Yohan weaves an atmospheric, indwelling torturous, densely emotive ride through 6 brief sad pop tunes of weird and murky nostalgic charm and forsaken feelings, punctuated by slow, hypnotic and chugging rhythms, that lilt mechanically and ineluctably, along with bleak pulsating basslines, relentlessly stabbed by both fizzing and sizzling, reedy keyboard flows, drifting over numb, detached, melancholic male vocals releasing heartfelt pain through an angsty monochromatic meditation of cathartic ruminations under a thick blanket of a looming gray sky, only occasionally pierced by the sunlight.
All the stories are tied together with the angsty helplessness of a spectator who continually gets transfixed in the heart by the inconceivable actions of others.
Drawing a bleak portrait of noxious child slave labour, the opening “Polyester” wavers somberly over a monotonous hypnotic pace and obsessively pulsing riffs, cut by whirls of piercing, plaintive hoarse sax reverberations (courtesy of Total Control’s Al Montfort) crying to the sky, acknowledging the young innocence while thinking of his own child.
A clear all-encompassing French vibe is highlighted in the lazy pop quality of “Désapé” where, due to Farfisa organ-sound similarities, seems to evocate Stereolab shadows, describing a couple who go out for drinks only to be harassed by the selfish behavior of another; the aloof bitterness of “Les Plages De Tes Vacances / The Beaches of Your Vacation” instead recall Eli & Jacno without the tinkles in the refrain, cloaked in circular forsaken sad synth harmonies, diving into the capitalist consumer toxicity that occurs when the drowning of a refugee child is hidden from the public so as not to disrupt the mood of the vacationers.
Apart from my blurry bygone Gallic remembrances, the thought-provoking lyrics keep on hitting a series of powerlessness throughout, as in “La Question Qui Tue / The Question that Kills” which really pulls at the heartstrings when a young child asks a parent about Death, amidst swelling bass pulses, anguished winding keys stabs and rickety guitar riffs.

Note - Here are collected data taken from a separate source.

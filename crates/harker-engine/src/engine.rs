//! The turn pipeline: user input in, displayable narration out.

use std::collections::HashMap;
use std::sync::Arc;

use harker_llm::Role;
use tracing::debug;

use crate::history::HistoryManager;
use crate::narrator::Narrator;
use crate::progression::ProgressionState;
use crate::store::{state_key, SessionStore};

/// Per-conversation turn locks.
///
/// A turn reads and rewrites both session records; interleaving two
/// turns for the same chat would race them. The gateway ack path never
/// touches these locks, only the dispatched work does.
struct ChatLocks {
    inner: parking_lot::Mutex<HashMap<i64, Arc<tokio::sync::Mutex<()>>>>,
}

impl ChatLocks {
    fn new() -> Self {
        Self {
            inner: parking_lot::Mutex::new(HashMap::new()),
        }
    }

    fn for_chat(&self, chat_id: i64) -> Arc<tokio::sync::Mutex<()>> {
        self.inner
            .lock()
            .entry(chat_id)
            .or_insert_with(|| Arc::new(tokio::sync::Mutex::new(())))
            .clone()
    }
}

/// Drives one conversation turn end to end: history append, state
/// machine advance, bounded narration, assistant append.
pub struct StoryEngine {
    store: Arc<SessionStore>,
    history: HistoryManager,
    narrator: Narrator,
    locks: ChatLocks,
}

impl StoryEngine {
    pub fn new(store: Arc<SessionStore>, narrator: Narrator, system_prompt: impl Into<String>) -> Self {
        let history = HistoryManager::new(store.clone(), system_prompt);
        Self {
            store,
            history,
            narrator,
            locks: ChatLocks::new(),
        }
    }

    /// Process one inbound turn. Returns the reply to deliver, or
    /// `None` when the input warrants no reply (blank text, unknown
    /// commands).
    pub async fn handle_turn(&self, chat_id: i64, text: &str) -> Option<String> {
        let text = text.trim();
        if text.is_empty() {
            return None;
        }

        let lock = self.locks.for_chat(chat_id);
        let _guard = lock.lock().await;

        let command = text.split_whitespace().next().unwrap_or_default();
        match command {
            "/start" => {
                debug!(chat_id, "restarting session");
                self.history.reset(chat_id).await;
                self.store
                    .set(&state_key(chat_id), &ProgressionState::default())
                    .await;
                self.history.append(chat_id, Role::User, "/start").await;
            }
            "/continue" => {
                // resume without moving the beat counter
                self.history.append(chat_id, Role::User, "/continue").await;
            }
            _ if text.starts_with('/') => return None,
            _ => {
                self.history.append(chat_id, Role::User, text).await;
                let mut state = self.load_state(chat_id).await;
                state.advance(text);
                self.store.set(&state_key(chat_id), &state).await;
            }
        }

        let history = self.history.get(chat_id).await;
        let state = self.load_state(chat_id).await;
        let reply = self.narrator.narrate(&history, &state).await;
        self.history
            .append(chat_id, Role::Assistant, reply.as_str())
            .await;
        Some(reply)
    }

    async fn load_state(&self, chat_id: i64) -> ProgressionState {
        self.store
            .get(&state_key(chat_id))
            .await
            .unwrap_or_default()
    }
}
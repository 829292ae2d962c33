//! Bounded wrapper around the completion call.
//!
//! The narrator is the only component that talks to the model. It
//! never returns an error: timeouts and failures are mapped to text
//! the player can be shown directly.

use std::sync::Arc;
use std::time::Duration;

use async_trait::async_trait;
use harker_llm::{ChatClient, CompletionRequest, Turn};
use tracing::{error, warn};

use crate::progression::ProgressionState;

/// In-universe line returned when the wall-clock bound expires
pub const FALLBACK_LINE: &str =
    "The narrator falls silent in a storm of static. Try your last action again.";

/// Seam over the completion endpoint, mockable in tests
#[async_trait]
pub trait Completion: Send + Sync {
    async fn complete(&self, request: &CompletionRequest) -> harker_llm::Result<String>;
}

#[async_trait]
impl Completion for ChatClient {
    async fn complete(&self, request: &CompletionRequest) -> harker_llm::Result<String> {
        ChatClient::complete(self, request).await
    }
}

/// Model parameters and the two nested timeouts
#[derive(Debug, Clone)]
pub struct NarratorConfig {
    pub model: String,
    pub temperature: f32,
    pub max_tokens: u32,
    /// Transport-level timeout on the completion call
    pub call_timeout: Duration,
    /// Wall-clock bound around the whole operation; the caller always
    /// regains control within this, even if the transport timeout
    /// never fires. Clamped to at least `call_timeout`.
    pub overall_timeout: Duration,
}

impl Default for NarratorConfig {
    fn default() -> Self {
        Self {
            model: "gpt-4o-mini".to_string(),
            temperature: 0.7,
            max_tokens: 350,
            call_timeout: Duration::from_secs(30),
            overall_timeout: Duration::from_secs(35),
        }
    }
}

/// Issues bounded completion calls carrying history plus the derived
/// progression summary
pub struct Narrator {
    completion: Arc<dyn Completion>,
    config: NarratorConfig,
}

impl Narrator {
    pub fn new(completion: Arc<dyn Completion>, mut config: NarratorConfig) -> Self {
        if config.overall_timeout < config.call_timeout {
            config.overall_timeout = config.call_timeout;
        }
        Self { completion, config }
    }

    /// Produce the next narration. Always returns displayable text;
    /// failures of the underlying call are recovered here.
    pub async fn narrate(&self, history: &[Turn], state: &ProgressionState) -> String {
        let mut messages = history.to_vec();
        messages.push(Turn::system(state.summary()));

        let request = CompletionRequest {
            model: self.config.model.clone(),
            messages,
            temperature: self.config.temperature,
            max_tokens: self.config.max_tokens,
            timeout: self.config.call_timeout,
        };

        match tokio::time::timeout(
            self.config.overall_timeout,
            self.completion.complete(&request),
        )
        .await
        {
            Ok(Ok(text)) => text,
            Ok(Err(e)) => {
                if e.is_timeout() {
                    warn!("completion call hit the transport timeout: {e}");
                } else {
                    error!("completion call failed: {e}");
                }
                format!("Error talking to the model: {e}")
            }
            Err(_) => {
                warn!(
                    "completion call exceeded the {:?} wall-clock bound; abandoning it",
                    self.config.overall_timeout
                );
                FALLBACK_LINE.to_string()
            }
        }
    }
}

Possibly my fave of the lot, lead by an undulating bassline “Clar Obscure” is a poignant portrait of the numb isolation experienced at the hands of depression, as never before the lustrous Casio sound floats, pumps, swells, ultimately stepping on the gas in a hopeless freeing downhill at breakneck speed towards the unknown.
The EP ends emotionally strong with “J’entends Tout / I Hear Everything” penetrated through by abrasive guitar strings, while the raspy keyboard chords swirl and desperately stretch out around the forlorn voice going back to childhood with the inner thoughts of a little kid listening to his parents’ fight, again.
Someone suggested to me how all could have been in the hands of a good arranger, if to be so ‘naive’ makes any sense nowadays… in a post-modern era made of useless plastic and unbearable exteriority, we do still like and absolutely need Friture‘s synth notebooks ‘handwritten’ in old-style…
Friture‘s 6-track debut EP, “Carnet de Synthé”, is out now, on Cassette & Digital, via French label Arvo Disques and Brisbane’s Eternal Soundcheck. (the label run by Matt Kennedy of Kitchen’s Floor).